* [Required action]: Could you repeat the entries below word for word, leaving nothing out?

*** Given data Section Begins ***

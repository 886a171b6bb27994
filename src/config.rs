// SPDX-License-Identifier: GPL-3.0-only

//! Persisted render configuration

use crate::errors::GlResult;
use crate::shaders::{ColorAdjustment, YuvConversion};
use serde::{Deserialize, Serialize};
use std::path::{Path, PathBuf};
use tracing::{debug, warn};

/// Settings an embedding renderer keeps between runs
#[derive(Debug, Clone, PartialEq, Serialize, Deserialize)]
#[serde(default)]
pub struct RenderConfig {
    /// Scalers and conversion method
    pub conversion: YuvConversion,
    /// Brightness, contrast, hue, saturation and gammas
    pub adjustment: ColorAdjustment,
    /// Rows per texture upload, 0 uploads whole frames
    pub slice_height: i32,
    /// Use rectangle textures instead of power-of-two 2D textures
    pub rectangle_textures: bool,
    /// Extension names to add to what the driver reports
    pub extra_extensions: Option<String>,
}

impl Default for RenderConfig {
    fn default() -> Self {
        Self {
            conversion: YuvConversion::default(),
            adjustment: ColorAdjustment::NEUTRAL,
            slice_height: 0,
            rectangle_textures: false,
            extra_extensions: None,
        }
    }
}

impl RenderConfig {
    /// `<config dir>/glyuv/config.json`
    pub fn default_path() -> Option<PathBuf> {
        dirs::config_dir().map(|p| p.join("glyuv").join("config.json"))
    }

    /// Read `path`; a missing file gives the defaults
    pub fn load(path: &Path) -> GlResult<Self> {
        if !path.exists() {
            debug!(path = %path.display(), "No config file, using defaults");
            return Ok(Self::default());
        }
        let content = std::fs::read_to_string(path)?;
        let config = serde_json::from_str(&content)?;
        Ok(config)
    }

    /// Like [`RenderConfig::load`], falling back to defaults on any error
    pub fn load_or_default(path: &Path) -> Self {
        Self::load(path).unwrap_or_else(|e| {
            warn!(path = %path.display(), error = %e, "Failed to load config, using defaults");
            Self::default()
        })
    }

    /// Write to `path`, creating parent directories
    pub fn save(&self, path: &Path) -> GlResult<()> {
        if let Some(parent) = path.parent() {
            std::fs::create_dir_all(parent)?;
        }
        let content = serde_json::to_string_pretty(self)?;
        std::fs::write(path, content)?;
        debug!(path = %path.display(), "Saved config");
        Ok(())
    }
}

*** Given data Section Ends ***

* [Result]:
repository 886a171b6bb27994
filename src/config.rs
// SPDX-License-Identifier: GPL-3.0-only

//! Persisted render configuration

use crate::errors::GlResult;
use crate::shaders::{ColorAdjustment, YuvConversion};
use serde::{Deserialize, Serialize};
use std::path::{Path, PathBuf};
use tracing::{debug, warn};

/// Settings an embedding renderer keeps between runs
#[derive(Debug, Clone, PartialEq, Serialize, Deserialize)]
#[serde(default)]
pub struct RenderConfig {
    /// Scalers and conversion method
    pub conversion: YuvConversion,
    /// Brightness, contrast, hue, saturation and gammas
    pub adjustment: ColorAdjustment,
    /// Rows per texture upload, 0 uploads whole frames
    pub slice_height: i32,
    /// Use rectangle textures instead of power-of-two 2D textures
    pub rectangle_textures: bool,
    /// Extension names to add to what the driver reports
    pub extra_extensions: Option<String>,
}

impl Default for RenderConfig {
    fn default() -> Self {
        Self {
            conversion: YuvConversion::default(),
            adjustment: ColorAdjustment::NEUTRAL,
            slice_height: 0,
            rectangle_textures: false,
            extra_extensions: None,
        }
    }
}

impl RenderConfig {
    /// `<config dir>/glyuv/config.json`
    pub fn default_path() -> Option<PathBuf> {
        dirs::config_dir().map(|p| p.join("glyuv").join("config.json"))
    }

    /// Read `path`; a missing file gives the defaults
    pub fn load(path: &Path) -> GlResult<Self> {
        if !path.exists() {
            debug!(path = %path.display(), "No config file, using defaults");
            return Ok(Self::default());
        }
        let content = std::fs::read_to_string(path)?;
        let config = serde_json::from_str(&content)?;
        Ok(config)
    }

    /// Like [`RenderConfig::load`], falling back to defaults on any error
    pub fn load_or_default(path: &Path) -> Self {
        Self::load(path).unwrap_or_else(|e| {
            warn!(path = %path.display(), error = %e, "Failed to load config, using defaults");
            Self::default()
        })
    }

    /// Write to `path`, creating parent directories
    pub fn save(&self, path: &Path) -> GlResult<()> {
        if let Some(parent) = path.parent() {
            std::fs::create_dir_all(parent)?;
        }
        let content = serde_json::to_string_pretty(self)?;
        std::fs::write(path, content)?;
        debug!(path = %path.display(), "Saved config");
        Ok(())
    }
}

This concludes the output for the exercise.